**ASSIGNMENT:**
Please output every entry below precisely as written.

**DATA SUPPLIED:**
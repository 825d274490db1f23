//! Network side of the terminal.
//!
//! Scans go out through a [`Publisher`]; lookup results come back as topic
//! messages posted to the local HTTP listener.

pub mod publish;
pub mod routes;

pub use publish::HttpBridge;

use crate::arbiter::MessageArbiter;
use crate::response::ResponseHandler;
use axum::{
    routing::{get, post},
    Router,
};
use routes::AppState;
use std::future::Future;
use std::net::SocketAddr;
use thiserror::Error;
use tokio::net::TcpListener;

/// Network errors
#[derive(Error, Debug)]
pub enum NetError {
    #[error("HTTP request failed: {0}")]
    RequestError(#[from] reqwest::Error),

    #[error("HTTP error: {status}")]
    HttpError { status: u16 },

    #[error("No publish attempt was made")]
    RetriesExhausted,

    #[error("Failed to bind to address: {0}")]
    BindError(#[from] std::io::Error),

    #[error("Server error: {0}")]
    ServerError(String),
}

/// Outbound half of the publish/subscribe channel
pub trait Publisher: Send + Sync {
    /// Publish `payload` on `topic`
    fn publish(
        &self,
        topic: &str,
        payload: Vec<u8>,
    ) -> impl Future<Output = Result<(), NetError>> + Send;
}

/// Listener for inbound topic messages
pub struct MessageServer {
    state: AppState,
}

impl MessageServer {
    pub fn new(response_topic: &str, responses: ResponseHandler, arbiter: MessageArbiter) -> Self {
        Self {
            state: AppState {
                response_topic: response_topic.trim_matches('/').to_string(),
                responses,
                arbiter,
            },
        }
    }

    /// Build the router with all routes
    fn build_router(&self) -> Router {
        Router::new()
            .route("/topics/*topic", post(routes::on_message))
            .route("/display/idle", post(routes::show_idle))
            .route("/health", get(routes::health))
            .with_state(self.state.clone())
    }

    /// Run the server with graceful shutdown
    pub async fn run_with_shutdown(
        &self,
        port: u16,
        shutdown: tokio::sync::broadcast::Receiver<()>,
    ) -> Result<(), NetError> {
        let addr = SocketAddr::from(([0, 0, 0, 0], port));
        let listener = TcpListener::bind(addr).await?;

        tracing::info!("Listening for topic messages on http://{}", addr);

        let mut shutdown = shutdown;
        axum::serve(listener, self.build_router())
            .with_graceful_shutdown(async move {
                let _ = shutdown.recv().await;
                tracing::info!("Message server shutting down gracefully");
            })
            .await
            .map_err(|e| NetError::ServerError(e.to_string()))
    }
}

**SOLVED PROBLEM:**
repository 825d274490db1f23
//! Network side of the terminal.
//!
//! Scans go out through a [`Publisher`]; lookup results come back as topic
//! messages posted to the local HTTP listener.

pub mod publish;
pub mod routes;

pub use publish::HttpBridge;

use crate::arbiter::MessageArbiter;
use crate::response::ResponseHandler;
use axum::{
    routing::{get, post},
    Router,
};
use routes::AppState;
use std::future::Future;
use std::net::SocketAddr;
use thiserror::Error;
use tokio::net::TcpListener;

/// Network errors
#[derive(Error, Debug)]
pub enum NetError {
    #[error("HTTP request failed: {0}")]
    RequestError(#[from] reqwest::Error),

    #[error("HTTP error: {status}")]
    HttpError { status: u16 },

    #[error("No publish attempt was made")]
    RetriesExhausted,

    #[error("Failed to bind to address: {0}")]
    BindError(#[from] std::io::Error),

    #[error("Server error: {0}")]
    ServerError(String),
}

/// Outbound half of the publish/subscribe channel
pub trait Publisher: Send + Sync {
    /// Publish `payload` on `topic`
    fn publish(
        &self,
        topic: &str,
        payload: Vec<u8>,
    ) -> impl Future<Output = Result<(), NetError>> + Send;
}

/// Listener for inbound topic messages
pub struct MessageServer {
    state: AppState,
}

impl MessageServer {
    pub fn new(response_topic: &str, responses: ResponseHandler, arbiter: MessageArbiter) -> Self {
        Self {
            state: AppState {
                response_topic: response_topic.trim_matches('/').to_string(),
                responses,
                arbiter,
            },
        }
    }

    /// Build the router with all routes
    fn build_router(&self) -> Router {
        Router::new()
            .route("/topics/*topic", post(routes::on_message))
            .route("/display/idle", post(routes::show_idle))
            .route("/health", get(routes::health))
            .with_state(self.state.clone())
    }

    /// Run the server with graceful shutdown
    pub async fn run_with_shutdown(
        &self,
        port: u16,
        shutdown: tokio::sync::broadcast::Receiver<()>,
    ) -> Result<(), NetError> {
        let addr = SocketAddr::from(([0, 0, 0, 0], port));
        let listener = TcpListener::bind(addr).await?;

        tracing::info!("Listening for topic messages on http://{}", addr);

        let mut shutdown = shutdown;
        axum::serve(listener, self.build_router())
            .with_graceful_shutdown(async move {
                let _ = shutdown.recv().await;
                tracing::info!("Message server shutting down gracefully");
            })
            .await
            .map_err(|e| NetError::ServerError(e.to_string()))
    }
}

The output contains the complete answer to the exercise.